• **ABOUT THIS TASK**
Count the lines in the records below that contain the word "EncodingKey", and reply with only that number.

─── THE DATA ───

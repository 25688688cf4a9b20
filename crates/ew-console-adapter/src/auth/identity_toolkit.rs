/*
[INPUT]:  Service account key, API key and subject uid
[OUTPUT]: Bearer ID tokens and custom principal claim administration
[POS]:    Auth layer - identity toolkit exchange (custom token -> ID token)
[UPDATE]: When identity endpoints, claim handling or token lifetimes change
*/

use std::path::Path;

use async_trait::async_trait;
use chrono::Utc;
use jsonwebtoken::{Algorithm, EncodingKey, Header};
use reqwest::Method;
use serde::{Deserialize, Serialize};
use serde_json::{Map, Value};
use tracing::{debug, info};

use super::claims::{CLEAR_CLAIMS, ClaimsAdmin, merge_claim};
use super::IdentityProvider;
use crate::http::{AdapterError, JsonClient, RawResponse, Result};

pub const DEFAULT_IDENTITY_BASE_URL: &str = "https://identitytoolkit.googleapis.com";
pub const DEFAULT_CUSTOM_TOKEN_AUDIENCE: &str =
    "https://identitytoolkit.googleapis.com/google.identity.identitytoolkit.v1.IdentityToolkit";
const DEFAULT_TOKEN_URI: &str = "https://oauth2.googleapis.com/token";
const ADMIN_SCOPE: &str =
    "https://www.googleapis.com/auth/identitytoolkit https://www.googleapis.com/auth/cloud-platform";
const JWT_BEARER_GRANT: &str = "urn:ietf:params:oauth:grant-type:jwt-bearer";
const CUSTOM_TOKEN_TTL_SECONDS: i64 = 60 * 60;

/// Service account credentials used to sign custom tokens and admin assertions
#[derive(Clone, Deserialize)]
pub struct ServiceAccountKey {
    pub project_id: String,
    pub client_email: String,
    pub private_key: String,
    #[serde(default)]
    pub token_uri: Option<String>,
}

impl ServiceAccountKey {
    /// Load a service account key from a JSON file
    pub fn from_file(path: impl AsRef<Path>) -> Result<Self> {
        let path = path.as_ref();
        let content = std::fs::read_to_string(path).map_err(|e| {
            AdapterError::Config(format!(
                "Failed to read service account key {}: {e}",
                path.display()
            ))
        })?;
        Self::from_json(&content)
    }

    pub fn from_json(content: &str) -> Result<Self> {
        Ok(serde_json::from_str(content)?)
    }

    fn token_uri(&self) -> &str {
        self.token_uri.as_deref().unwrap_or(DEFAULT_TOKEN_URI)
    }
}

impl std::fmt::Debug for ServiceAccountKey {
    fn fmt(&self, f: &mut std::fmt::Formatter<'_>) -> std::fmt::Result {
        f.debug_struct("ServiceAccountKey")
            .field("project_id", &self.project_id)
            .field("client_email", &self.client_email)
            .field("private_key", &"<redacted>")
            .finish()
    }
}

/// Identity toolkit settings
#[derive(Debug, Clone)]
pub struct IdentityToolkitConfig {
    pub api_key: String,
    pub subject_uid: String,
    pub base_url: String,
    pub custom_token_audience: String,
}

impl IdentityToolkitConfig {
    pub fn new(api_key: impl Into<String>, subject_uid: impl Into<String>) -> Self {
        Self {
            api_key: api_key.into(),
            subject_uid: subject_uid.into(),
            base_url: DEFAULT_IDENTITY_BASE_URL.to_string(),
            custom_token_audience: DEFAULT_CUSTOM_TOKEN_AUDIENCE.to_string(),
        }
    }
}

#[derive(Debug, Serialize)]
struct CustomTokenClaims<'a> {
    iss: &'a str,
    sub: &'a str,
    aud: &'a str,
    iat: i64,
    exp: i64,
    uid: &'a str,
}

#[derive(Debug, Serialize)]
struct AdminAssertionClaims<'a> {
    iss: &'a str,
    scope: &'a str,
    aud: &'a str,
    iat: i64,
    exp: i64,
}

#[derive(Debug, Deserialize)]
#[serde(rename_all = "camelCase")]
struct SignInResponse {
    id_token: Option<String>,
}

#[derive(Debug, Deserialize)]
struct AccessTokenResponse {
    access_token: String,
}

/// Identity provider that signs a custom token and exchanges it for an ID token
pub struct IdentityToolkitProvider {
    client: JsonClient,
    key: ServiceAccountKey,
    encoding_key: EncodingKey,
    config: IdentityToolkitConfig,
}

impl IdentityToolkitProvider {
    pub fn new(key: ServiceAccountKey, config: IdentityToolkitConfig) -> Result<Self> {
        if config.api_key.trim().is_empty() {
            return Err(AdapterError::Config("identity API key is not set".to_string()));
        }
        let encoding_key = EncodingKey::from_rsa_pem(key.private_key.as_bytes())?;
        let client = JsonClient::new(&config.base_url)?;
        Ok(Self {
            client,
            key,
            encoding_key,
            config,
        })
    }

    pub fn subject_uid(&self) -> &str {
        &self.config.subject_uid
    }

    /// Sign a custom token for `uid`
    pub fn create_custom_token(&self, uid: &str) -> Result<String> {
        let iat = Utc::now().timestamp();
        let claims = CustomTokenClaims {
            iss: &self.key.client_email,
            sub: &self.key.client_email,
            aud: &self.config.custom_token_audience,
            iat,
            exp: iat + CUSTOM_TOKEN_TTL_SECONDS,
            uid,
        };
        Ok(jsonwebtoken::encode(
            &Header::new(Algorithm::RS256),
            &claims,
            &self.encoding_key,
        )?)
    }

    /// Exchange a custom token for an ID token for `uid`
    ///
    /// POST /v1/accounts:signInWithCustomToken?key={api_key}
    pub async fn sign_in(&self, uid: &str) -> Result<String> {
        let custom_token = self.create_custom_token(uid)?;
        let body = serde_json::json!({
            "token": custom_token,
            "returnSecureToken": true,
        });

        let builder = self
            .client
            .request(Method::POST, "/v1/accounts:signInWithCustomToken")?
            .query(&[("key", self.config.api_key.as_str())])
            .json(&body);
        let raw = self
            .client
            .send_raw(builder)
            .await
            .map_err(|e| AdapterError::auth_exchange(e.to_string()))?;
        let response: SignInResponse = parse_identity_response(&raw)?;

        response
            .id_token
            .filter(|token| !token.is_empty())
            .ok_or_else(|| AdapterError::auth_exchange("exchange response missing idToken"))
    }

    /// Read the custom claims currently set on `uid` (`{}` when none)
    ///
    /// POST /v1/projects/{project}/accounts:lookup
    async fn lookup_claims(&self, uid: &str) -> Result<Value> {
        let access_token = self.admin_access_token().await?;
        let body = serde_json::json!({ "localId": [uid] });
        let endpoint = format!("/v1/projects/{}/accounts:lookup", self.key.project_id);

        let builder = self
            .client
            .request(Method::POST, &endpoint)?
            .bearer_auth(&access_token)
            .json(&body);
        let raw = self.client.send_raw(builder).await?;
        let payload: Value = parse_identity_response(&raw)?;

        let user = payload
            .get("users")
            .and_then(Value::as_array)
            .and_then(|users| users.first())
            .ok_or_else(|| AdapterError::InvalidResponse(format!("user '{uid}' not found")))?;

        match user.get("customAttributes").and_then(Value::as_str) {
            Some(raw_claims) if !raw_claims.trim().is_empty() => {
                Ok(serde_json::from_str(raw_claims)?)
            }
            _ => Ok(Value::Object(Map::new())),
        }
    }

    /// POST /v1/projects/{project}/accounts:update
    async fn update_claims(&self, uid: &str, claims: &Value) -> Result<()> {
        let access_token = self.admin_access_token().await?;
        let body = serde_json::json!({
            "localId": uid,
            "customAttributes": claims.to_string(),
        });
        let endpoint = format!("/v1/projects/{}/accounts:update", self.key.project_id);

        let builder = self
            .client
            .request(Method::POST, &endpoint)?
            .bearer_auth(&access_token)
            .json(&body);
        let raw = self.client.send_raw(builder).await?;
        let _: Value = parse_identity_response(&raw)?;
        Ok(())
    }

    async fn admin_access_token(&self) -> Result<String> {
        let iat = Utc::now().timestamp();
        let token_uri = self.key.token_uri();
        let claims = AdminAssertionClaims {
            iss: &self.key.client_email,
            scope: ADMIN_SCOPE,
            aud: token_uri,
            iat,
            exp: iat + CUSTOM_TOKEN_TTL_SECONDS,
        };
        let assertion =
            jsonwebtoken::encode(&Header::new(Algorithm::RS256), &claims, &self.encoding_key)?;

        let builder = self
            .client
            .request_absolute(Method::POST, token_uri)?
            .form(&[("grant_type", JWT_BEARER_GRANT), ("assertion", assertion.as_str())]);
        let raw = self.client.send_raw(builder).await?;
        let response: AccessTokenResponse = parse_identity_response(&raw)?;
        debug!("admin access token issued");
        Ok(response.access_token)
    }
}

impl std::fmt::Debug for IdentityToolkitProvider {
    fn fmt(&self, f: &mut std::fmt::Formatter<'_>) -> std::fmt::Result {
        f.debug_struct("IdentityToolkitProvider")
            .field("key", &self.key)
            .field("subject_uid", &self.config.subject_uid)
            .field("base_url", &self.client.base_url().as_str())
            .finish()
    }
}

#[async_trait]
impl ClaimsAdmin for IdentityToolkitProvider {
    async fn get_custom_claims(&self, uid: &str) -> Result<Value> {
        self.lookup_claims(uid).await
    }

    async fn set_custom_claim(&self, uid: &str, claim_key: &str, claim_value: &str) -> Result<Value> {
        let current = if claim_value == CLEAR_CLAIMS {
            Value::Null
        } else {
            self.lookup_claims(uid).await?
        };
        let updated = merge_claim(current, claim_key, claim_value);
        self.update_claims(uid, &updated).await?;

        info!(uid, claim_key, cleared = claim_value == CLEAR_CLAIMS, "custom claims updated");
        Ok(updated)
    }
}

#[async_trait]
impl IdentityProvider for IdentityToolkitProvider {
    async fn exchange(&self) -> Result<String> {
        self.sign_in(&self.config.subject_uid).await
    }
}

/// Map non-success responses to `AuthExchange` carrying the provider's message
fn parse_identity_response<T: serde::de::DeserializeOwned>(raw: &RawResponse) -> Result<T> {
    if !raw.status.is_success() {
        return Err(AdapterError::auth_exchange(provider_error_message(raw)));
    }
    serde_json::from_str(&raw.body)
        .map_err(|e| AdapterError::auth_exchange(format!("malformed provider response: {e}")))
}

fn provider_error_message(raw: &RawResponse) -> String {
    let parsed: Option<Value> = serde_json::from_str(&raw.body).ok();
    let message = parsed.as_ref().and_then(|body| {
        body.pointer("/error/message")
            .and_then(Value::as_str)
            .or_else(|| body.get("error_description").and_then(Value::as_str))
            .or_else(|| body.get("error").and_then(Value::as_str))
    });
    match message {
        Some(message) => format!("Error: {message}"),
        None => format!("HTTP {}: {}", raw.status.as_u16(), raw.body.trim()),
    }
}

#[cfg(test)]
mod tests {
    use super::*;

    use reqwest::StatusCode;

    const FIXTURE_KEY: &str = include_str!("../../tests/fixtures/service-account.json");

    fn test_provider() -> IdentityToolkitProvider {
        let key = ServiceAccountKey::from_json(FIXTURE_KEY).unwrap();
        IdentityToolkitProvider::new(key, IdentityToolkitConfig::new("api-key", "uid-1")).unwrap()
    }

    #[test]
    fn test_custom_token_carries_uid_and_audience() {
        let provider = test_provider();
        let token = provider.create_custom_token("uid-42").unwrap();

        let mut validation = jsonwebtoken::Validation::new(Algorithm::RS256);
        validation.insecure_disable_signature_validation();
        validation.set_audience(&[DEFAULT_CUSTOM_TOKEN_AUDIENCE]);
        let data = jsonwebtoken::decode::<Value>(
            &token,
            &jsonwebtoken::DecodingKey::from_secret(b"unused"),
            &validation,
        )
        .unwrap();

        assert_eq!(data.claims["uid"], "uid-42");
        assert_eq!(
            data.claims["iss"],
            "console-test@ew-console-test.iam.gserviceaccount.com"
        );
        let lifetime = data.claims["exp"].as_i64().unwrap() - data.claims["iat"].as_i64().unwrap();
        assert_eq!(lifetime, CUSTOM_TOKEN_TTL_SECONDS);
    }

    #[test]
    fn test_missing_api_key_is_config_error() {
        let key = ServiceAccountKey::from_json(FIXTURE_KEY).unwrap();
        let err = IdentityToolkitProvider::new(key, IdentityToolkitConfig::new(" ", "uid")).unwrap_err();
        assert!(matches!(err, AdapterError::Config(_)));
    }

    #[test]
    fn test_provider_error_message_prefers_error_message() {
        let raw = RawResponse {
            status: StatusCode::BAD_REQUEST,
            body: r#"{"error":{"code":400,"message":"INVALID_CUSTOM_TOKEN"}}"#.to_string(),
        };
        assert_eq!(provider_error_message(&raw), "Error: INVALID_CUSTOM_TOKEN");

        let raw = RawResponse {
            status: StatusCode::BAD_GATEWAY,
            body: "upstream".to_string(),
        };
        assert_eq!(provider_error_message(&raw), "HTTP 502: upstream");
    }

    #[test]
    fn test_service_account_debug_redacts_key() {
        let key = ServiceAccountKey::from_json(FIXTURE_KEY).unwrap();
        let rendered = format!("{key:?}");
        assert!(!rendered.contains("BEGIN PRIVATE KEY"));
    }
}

───

• **EXERCISE RESPONSE**
3